Buildings were draped in mourning, and flags flew at half-staff. The procession was headed by a band, along with the mayor and city officials.

A thousand former Confederate soldiers followed, preceded by former Southern generals, including George E. Pickett, whose grand assault at Gettysburg had been smashed in the battle’s climax.

Five days earlier, the Powhatan Steamship Company had delivered to the James River wharf at Rocketts 279 wooden boxes containing the remains of 708 Southern soldiers exhumed from the battlefield.

It took dock workers 21/2 hours to unload them, Mitchell wrote.

The boxes had been sent by Samuel Weaver’s son, Rufus B. Weaver, who had carefully packed 239 bodies he could identify in individual boxes.

He had been unable to identify 469 remains in the shipment but surmised that, because of where they were buried, 325 of them had fallen in “Picketts Charge.” He placed them in 27 boxes he labeled with the letter “P.” The rest of the unidentified bodies were found in other parts of the battlefield and were placed in 13 boxes.

Rufus Weaver had been born in Gettysburg and by 1869 was finishing his medical studies and was a “demonstrator of anatomy” at Philadelphia’s Hahnemann Medical College.

As early as 1865, his father had started to get inquiries from Southern families seeking help finding the remains of loved ones killed at Gettysburg.

But Samuel Weaver was killed in February 1871, in a fluke railroad mishap.
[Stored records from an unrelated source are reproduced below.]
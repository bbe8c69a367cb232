//! Public-key and signature wire formats.
//!
//! Generalizes the algorithm-name/blob handling in thrussh-keys' `key.rs`
//! to the curves PIV slots actually hold. Unlike `key.rs` there is no
//! private-key variant here at all: private key material never leaves the
//! card, so this module only ever parses a public key blob handed to us by
//! the card driver (or a client's `SIGN_REQUEST`) and builds the blobs and
//! signature wire format sent back to the client.

use sha2::{Digest, Sha256, Sha384, Sha512};

use crate::error::ProtocolError;
use crate::wire::{Encoding, Reader};

#[derive(Debug, Clone, Copy, PartialEq, Eq)]
pub enum EcCurve {
    NistP256,
    NistP384,
    NistP521,
}

impl EcCurve {
    pub fn ssh_name(&self) -> &'static str {
        match self {
            EcCurve::NistP256 => "ecdsa-sha2-nistp256",
            EcCurve::NistP384 => "ecdsa-sha2-nistp384",
            EcCurve::NistP521 => "ecdsa-sha2-nistp521",
        }
    }

    pub fn ssh_curve_id(&self) -> &'static str {
        match self {
            EcCurve::NistP256 => "nistp256",
            EcCurve::NistP384 => "nistp384",
            EcCurve::NistP521 => "nistp521",
        }
    }

    /// Digest algorithm PIV pairs with this curve for ECDSA (spec §4.7:
    /// chosen by curve size, not negotiated with the client).
    pub fn digest(&self, data: &[u8]) -> Vec<u8> {
        match self {
            EcCurve::NistP256 => Sha256::digest(data).to_vec(),
            EcCurve::NistP384 => Sha384::digest(data).to_vec(),
            EcCurve::NistP521 => Sha512::digest(data).to_vec(),
        }
    }
}

/// A public key as presented over the wire (RFC 4253 §6.6 blob, generalized
/// to the EC algorithms of RFC 5656).
#[derive(Debug, Clone, PartialEq, Eq)]
pub enum PublicKey {
    Rsa { e: Vec<u8>, n: Vec<u8> },
    Ec { curve: EcCurve, point: Vec<u8> },
}

impl PublicKey {
    /// Parse a full key blob (algorithm name string plus the
    /// algorithm-specific fields), as found in a `SIGN_REQUEST` or returned
    /// by `REQUEST_IDENTITIES`.
    pub fn parse(blob: &[u8]) -> Result<Self, ProtocolError> {
        let mut r = Reader::new(blob);
        let algo = r.read_string()?;
        match algo {
            b"ssh-rsa" => {
                let e = r.read_mpint()?.to_vec();
                let n = r.read_mpint()?.to_vec();
                Ok(PublicKey::Rsa { e, n })
            }
            b"ecdsa-sha2-nistp256" | b"ecdsa-sha2-nistp384" | b"ecdsa-sha2-nistp521" => {
                let curve_id = r.read_string()?;
                let point = r.read_string()?.to_vec();
                let curve = match curve_id {
                    b"nistp256" => EcCurve::NistP256,
                    b"nistp384" => EcCurve::NistP384,
                    b"nistp521" => EcCurve::NistP521,
                    _ => return Err(ProtocolError::UnknownOpcode(0)),
                };
                Ok(PublicKey::Ec { curve, point })
            }
            _ => Err(ProtocolError::UnknownOpcode(0)),
        }
    }

    /// Build the key blob (algorithm name + fields), the form sent back in
    /// `IDENTITIES_ANSWER`.
    pub fn to_blob(&self) -> Vec<u8> {
        let mut out = Vec::new();
        match self {
            PublicKey::Rsa { e, n } => {
                out.put_string(b"ssh-rsa");
                out.put_mpint(e);
                out.put_mpint(n);
            }
            PublicKey::Ec { curve, point } => {
                out.put_string(curve.ssh_name().as_bytes());
                out.put_string(curve.ssh_curve_id().as_bytes());
                out.put_string(point);
            }
        }
        out
    }
}

#[derive(Debug, Clone, Copy, PartialEq, Eq)]
pub enum RsaHash {
    Sha1,
    Sha256,
    Sha512,
}

impl RsaHash {
    /// SIGN_REQUEST flag bits (spec §4.7 / RFC 8332).
    pub const FLAG_RSA_SHA2_256: u32 = 0x02;
    pub const FLAG_RSA_SHA2_512: u32 = 0x04;

    /// Select the hash for an RSA signature from the request's flags word.
    /// Defaults to SHA-1 when neither bit is set — preserved deliberately,
    /// not a bug (spec §9 open question 3).
    pub fn from_flags(flags: u32) -> Self {
        if flags & Self::FLAG_RSA_SHA2_512 != 0 {
            RsaHash::Sha512
        } else if flags & Self::FLAG_RSA_SHA2_256 != 0 {
            RsaHash::Sha256
        } else {
            RsaHash::Sha1
        }
    }

    pub fn ssh_algo_name(&self) -> &'static str {
        match self {
            RsaHash::Sha1 => "ssh-rsa",
            RsaHash::Sha256 => "rsa-sha2-256",
            RsaHash::Sha512 => "rsa-sha2-512",
        }
    }

    pub fn digest(&self, data: &[u8]) -> Vec<u8> {
        match self {
            RsaHash::Sha1 => {
                use sha1::{Digest as _, Sha1};
                Sha1::digest(data).to_vec()
            }
            RsaHash::Sha256 => Sha256::digest(data).to_vec(),
            RsaHash::Sha512 => Sha512::digest(data).to_vec(),
        }
    }
}

/// A signature as returned to the client in `SIGN_RESPONSE`.
#[derive(Debug, Clone)]
pub enum Signature {
    Rsa { hash: RsaHash, sig: Vec<u8> },
    Ec { curve: EcCurve, r: Vec<u8>, s: Vec<u8> },
}

impl Signature {
    /// Encode as the `signature` blob in SIGN_RESPONSE: algorithm name
    /// string followed by the algorithm-specific signature bytes, the
    /// whole thing then wrapped once more as a string by the caller
    /// (`handlers::sign`) per the SIGN_RESPONSE framing in spec §4.7.
    pub fn to_blob(&self) -> Vec<u8> {
        let mut out = Vec::new();
        match self {
            Signature::Rsa { hash, sig } => {
                out.put_string(hash.ssh_algo_name().as_bytes());
                out.put_string(sig);
            }
            Signature::Ec { curve, r, s } => {
                out.put_string(curve.ssh_name().as_bytes());
                let mut inner = Vec::new();
                inner.put_mpint(r);
                inner.put_mpint(s);
                out.put_string(&inner);
            }
        }
        out
    }
}

#[cfg(test)]
mod tests {
    use super::*;

    #[test]
    fn rsa_hash_defaults_to_sha1_with_no_flags() {
        assert_eq!(RsaHash::from_flags(0), RsaHash::Sha1);
    }

    #[test]
    fn rsa_hash_prefers_sha512_over_sha256_when_both_set() {
        assert_eq!(
            RsaHash::from_flags(RsaHash::FLAG_RSA_SHA2_256 | RsaHash::FLAG_RSA_SHA2_512),
            RsaHash::Sha512
        );
    }

    #[test]
    fn ec_key_blob_round_trips() {
        let key = PublicKey::Ec {
            curve: EcCurve::NistP256,
            point: vec![0x04; 65],
        };
        let blob = key.to_blob();
        let parsed = PublicKey::parse(&blob).unwrap();
        assert_eq!(parsed, key);
    }

    #[test]
    fn rsa_key_blob_round_trips() {
        let key = PublicKey::Rsa {
            e: vec![0x01, 0x00, 0x01],
            n: vec![0x80, 0x01, 0x02, 0x03],
        };
        let blob = key.to_blob();
        let parsed = PublicKey::parse(&blob).unwrap();
        assert_eq!(parsed, key);
    }
}
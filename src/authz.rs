//! Client authorization policy (spec §4.4). A small closed set of modes
//! and decisions, modeled as tagged variants per spec §9 ("Tagged variants
//! replace enums-of-ints") rather than the original's bare integers.

use crate::peer_cred::PeerCred;
use crate::prompter::{Decision as PromptDecision, Prompter};

#[derive(Debug, Clone, Copy, PartialEq, Eq)]
pub enum ConfirmMode {
    Never,
    Forwarded,
    Always,
}

#[derive(Debug, Clone, Copy, PartialEq, Eq)]
pub enum Decision {
    Pending,
    Allowed,
    Denied,
}

pub struct Policy {
    pub mode: ConfirmMode,
}

impl Policy {
    pub fn new(mode: ConfirmMode) -> Self {
        Policy { mode }
    }

    /// Decide authorization for a connection's first card-using operation.
    /// A `Denied` result is sticky for the connection (spec §4.4); callers
    /// must not call this again once a decision other than `Pending` has
    /// been cached.
    pub fn decide(&self, peer: &PeerCred, is_first_connection: bool, prompter: &Prompter) -> Decision {
        match self.mode {
            ConfirmMode::Never => Decision::Allowed,
            ConfirmMode::Forwarded => {
                let forwarded_ssh = peer.exe_basename() == Some("ssh") && !is_first_connection;
                if forwarded_ssh {
                    prompt_for_decision(prompter)
                } else {
                    Decision::Allowed
                }
            }
            ConfirmMode::Always => prompt_for_decision(prompter),
        }
    }
}

fn prompt_for_decision(prompter: &Prompter) -> Decision {
    match prompter.confirm("Allow use of the PIV key?") {
        PromptDecision::Allowed => Decision::Allowed,
        PromptDecision::Denied => Decision::Denied,
        PromptDecision::Error => Decision::Denied,
    }
}

#[cfg(test)]
mod tests {
    use super::*;

    fn peer(exe: Option<&str>) -> PeerCred {
        PeerCred {
            uid: 0,
            gid: 0,
            pid: 1,
            start_time: 0,
            exe_path: exe.map(|s| s.into()),
            argv: None,
        }
    }

    #[test]
    fn never_mode_always_allows() {
        let policy = Policy::new(ConfirmMode::Never);
        let prompter = Prompter::new(None);
        assert_eq!(
            policy.decide(&peer(Some("/usr/bin/ssh")), false, &prompter),
            Decision::Allowed
        );
    }

    #[test]
    fn forwarded_mode_allows_first_connection_from_ssh() {
        let policy = Policy::new(ConfirmMode::Forwarded);
        let prompter = Prompter::new(None);
        assert_eq!(
            policy.decide(&peer(Some("/usr/bin/ssh")), true, &prompter),
            Decision::Allowed
        );
    }

    #[test]
    fn forwarded_mode_prompts_on_second_connection_from_ssh() {
        std::env::remove_var("SSH_ASKPASS");
        std::env::remove_var("SSH_CONFIRM");
        let policy = Policy::new(ConfirmMode::Forwarded);
        let prompter = Prompter::new(None);
        // no helper configured -> prompter errors -> denied
        assert_eq!(
            policy.decide(&peer(Some("/usr/bin/ssh")), false, &prompter),
            Decision::Denied
        );
    }

    #[test]
    fn forwarded_mode_allows_non_ssh_peers_unconditionally() {
        let policy = Policy::new(ConfirmMode::Forwarded);
        let prompter = Prompter::new(None);
        assert_eq!(
            policy.decide(&peer(Some("/usr/bin/bash")), false, &prompter),
            Decision::Allowed
        );
    }
}
//! Per-opcode request handlers (spec §4.5-§4.9).

pub mod extension;
pub mod identities;
pub mod sign;
pub mod unlock;
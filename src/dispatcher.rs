//! Message dispatcher: decodes one request frame and routes it to a
//! handler by opcode (spec §4.5).

use tracing::Span;

use crate::agent::AgentState;
use crate::authz::Decision;
use crate::card::CardDriver;
use crate::connection::Connection;
use crate::handlers;
use crate::wire::{opcode, Encoding, Reader};

pub async fn dispatch<D: CardDriver>(
    state: &mut AgentState<D>,
    conn: &mut Connection,
    frame: &[u8],
) -> Vec<u8> {
    let span = Span::current();
    let _enter = span.enter();

    let mut r = Reader::new(frame);
    let op = match r.read_u8() {
        Ok(op) => op,
        Err(_) => return vec![opcode::FAILURE],
    };

    match op {
        opcode::REQUEST_IDENTITIES => handlers::identities::handle(state),
        opcode::SIGN_REQUEST => {
            if !ensure_authorized(state, conn) {
                return vec![opcode::FAILURE];
            }
            handlers::sign::handle(state, r.remaining())
        }
        opcode::REMOVE_ALL_IDENTITIES => {
            state.pin_store.clear();
            state.session.note_pin_state(false);
            vec![opcode::SUCCESS]
        }
        opcode::LOCK => {
            state.pin_store.clear();
            state.session.note_pin_state(false);
            vec![opcode::SUCCESS]
        }
        opcode::UNLOCK => handlers::unlock::handle(state, r.remaining()),
        opcode::EXTENSION => handlers::extension::handle(state, conn, r.remaining()).await,
        _ => vec![opcode::FAILURE],
    }
}

/// Lazily resolve a connection's authorization decision on its first
/// card-using operation (spec §4.4); sticky thereafter.
pub fn ensure_authorized<D: CardDriver>(state: &AgentState<D>, conn: &mut Connection) -> bool {
    if conn.authorization == Decision::Pending {
        conn.authorization = state
            .policy
            .decide(&conn.peer, conn.is_first_connection, &state.prompter);
    }
    conn.authorization == Decision::Allowed
}

#[cfg(test)]
mod tests {
    use super::*;
    use crate::agent::{AgentState, Config};
    use crate::authz::ConfirmMode;
    use crate::card::fake::FakeCard;
    use crate::card::SlotId;
    use crate::keyfmt::PublicKey;
    use crate::peer_cred::PeerCred;
    use crate::wire::Encoding;

    fn config(cak: Option<PublicKey>, confirm_mode: ConfirmMode) -> Config {
        Config {
            guid_prefix: vec![0xAA, 0xBB],
            cak,
            sign_9d: false,
            confirm_mode,
            askpass: None,
            disable_uid_check: true,
            disable_zone_check: true,
            hash_name: None,
        }
    }

    fn peer(exe: &str, pid: i32) -> PeerCred {
        PeerCred {
            uid: 0,
            gid: 0,
            pid,
            start_time: 0,
            exe_path: Some(exe.to_string()),
            argv: None,
        }
    }

    async fn conn(peer: PeerCred, is_first: bool) -> Connection {
        let (a, _b) = tokio::net::UnixStream::pair().unwrap();
        Connection::new(a, peer, is_first)
    }

    #[tokio::test]
    async fn cold_list_ordering_survives_full_dispatch() {
        let card = FakeCard::new(vec![0xAA, 0xBB, 0xCC])
            .with_slot(SlotId::KeyManagement, "cn=km")
            .with_slot(SlotId::Signature, "cn=sig");
        let mut state = AgentState::new(card, config(None, ConfirmMode::Never));
        let mut c = conn(peer("/usr/bin/ssh", 1), true).await;

        let frame = vec![opcode::REQUEST_IDENTITIES];
        let out = dispatch(&mut state, &mut c, &frame).await;

        let mut r = Reader::new(&out);
        assert_eq!(r.read_u8().unwrap(), opcode::IDENTITIES_ANSWER);
        let count = r.read_u32().unwrap();
        let mut comments = Vec::new();
        for _ in 0..count {
            r.read_string().unwrap();
            comments.push(String::from_utf8_lossy(r.read_string().unwrap()).into_owned());
        }
        assert!(comments.last().unwrap().starts_with("PIV_slot_9d"));
    }

    /// Scenario 4 (spec §8): a configured CAK that doesn't match the card's
    /// `CardAuthentication` slot must fail `REQUEST_IDENTITIES` rather than
    /// silently trusting a substituted card.
    #[tokio::test]
    async fn cak_mismatch_fails_request_identities() {
        let card = FakeCard::new(vec![0xAA, 0xBB, 0xCC]).with_slot(SlotId::Authentication, "cn=auth");
        let configured_cak = PublicKey::Rsa {
            e: vec![1, 0, 1],
            n: vec![9, 9, 9],
        };
        let mut state = AgentState::new(card, config(Some(configured_cak), ConfirmMode::Never));
        let mut c = conn(peer("/usr/bin/ssh", 1), true).await;

        let frame = vec![opcode::REQUEST_IDENTITIES];
        let out = dispatch(&mut state, &mut c, &frame).await;

        assert_eq!(out, vec![opcode::FAILURE]);
    }

    /// Scenario 5 (spec §8): a forwarded ssh client's second connection
    /// with no confirm helper configured must be denied, not merely
    /// unauthorized-by-default.
    #[tokio::test]
    async fn forwarded_ssh_second_connection_is_denied() {
        std::env::remove_var("SSH_ASKPASS");
        std::env::remove_var("SSH_CONFIRM");
        let card = FakeCard::new(vec![0xAA, 0xBB, 0xCC])
            .with_slot(SlotId::Authentication, "cn=auth")
            .with_pin(b"123456");
        let mut state = AgentState::new(card, config(None, ConfirmMode::Forwarded));
        let key_blob = PublicKey::Ec {
            curve: crate::keyfmt::EcCurve::NistP256,
            point: vec![0x04; 65],
        }
        .to_blob();
        let mut payload = vec![opcode::SIGN_REQUEST];
        payload.put_string(&key_blob);
        payload.put_string(b"data");
        payload.put_u32(0);

        let mut c = conn(peer("/usr/bin/ssh", 2), false).await;
        let out = dispatch(&mut state, &mut c, &payload).await;

        assert_eq!(out, vec![opcode::FAILURE]);
    }
}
By then Southern social organizations in several cities had started lobbying and raising funds to return to the South Confederate soldiers buried at Gettysburg.

After the elder Weaver’s death, Southerners turned to his son. Realizing that he was their best hope, Rufus Weaver agreed to help, according to Mitchell.

"It required one with anatomical knowledge, to gather all the bones," Weaver wrote later. "And regarding each bone important and sacred as an integral part of the skeleton, I removed them so that none might be left or lost."

By 1873, he had exhumed and shipped from Gettysburg the remains of more than 3,000 Southern soldiers to Richmond, Raleigh, Savannah and Charleston.

In his final report, David Wills, the Gettysburg lawyer who led the effort to create the national cemetery, spoke for families North and South.

He wrote of the anguish of those who had a father, son or brother vanish on the battlefield. Then his remains were found, identified and given a proper burial.

“Words fail to describe the grateful relief that this work has brought to many a sorrowing household,” Wills wrote.

After 1863 Battle of Gettysburg, a grisly but noble enterprise to honor the fallen (2024)
Top Articles
Latest Posts
Article information

Author: Greg Kuvalis

Last Updated:

Views: 5667

Rating: 4.4 / 5 (75 voted)

Reviews: 90% of readers found this page helpful

Author information

Name: Greg Kuvalis

Birthday: 1996-12-20

Address: 53157 Trantow Inlet, Townemouth, FL 92564-0267

Phone: +68218650356656

Job: IT Representative

Hobby: Knitting, Amateur radio, Skiing, Running, Mountain biking, Slacklining, Electronics

Introduction: My name is Greg Kuvalis, I am a witty, spotless, beautiful, charming, delightful, thankful, beautiful person who loves writing and wants to share my knowledge and understanding with you.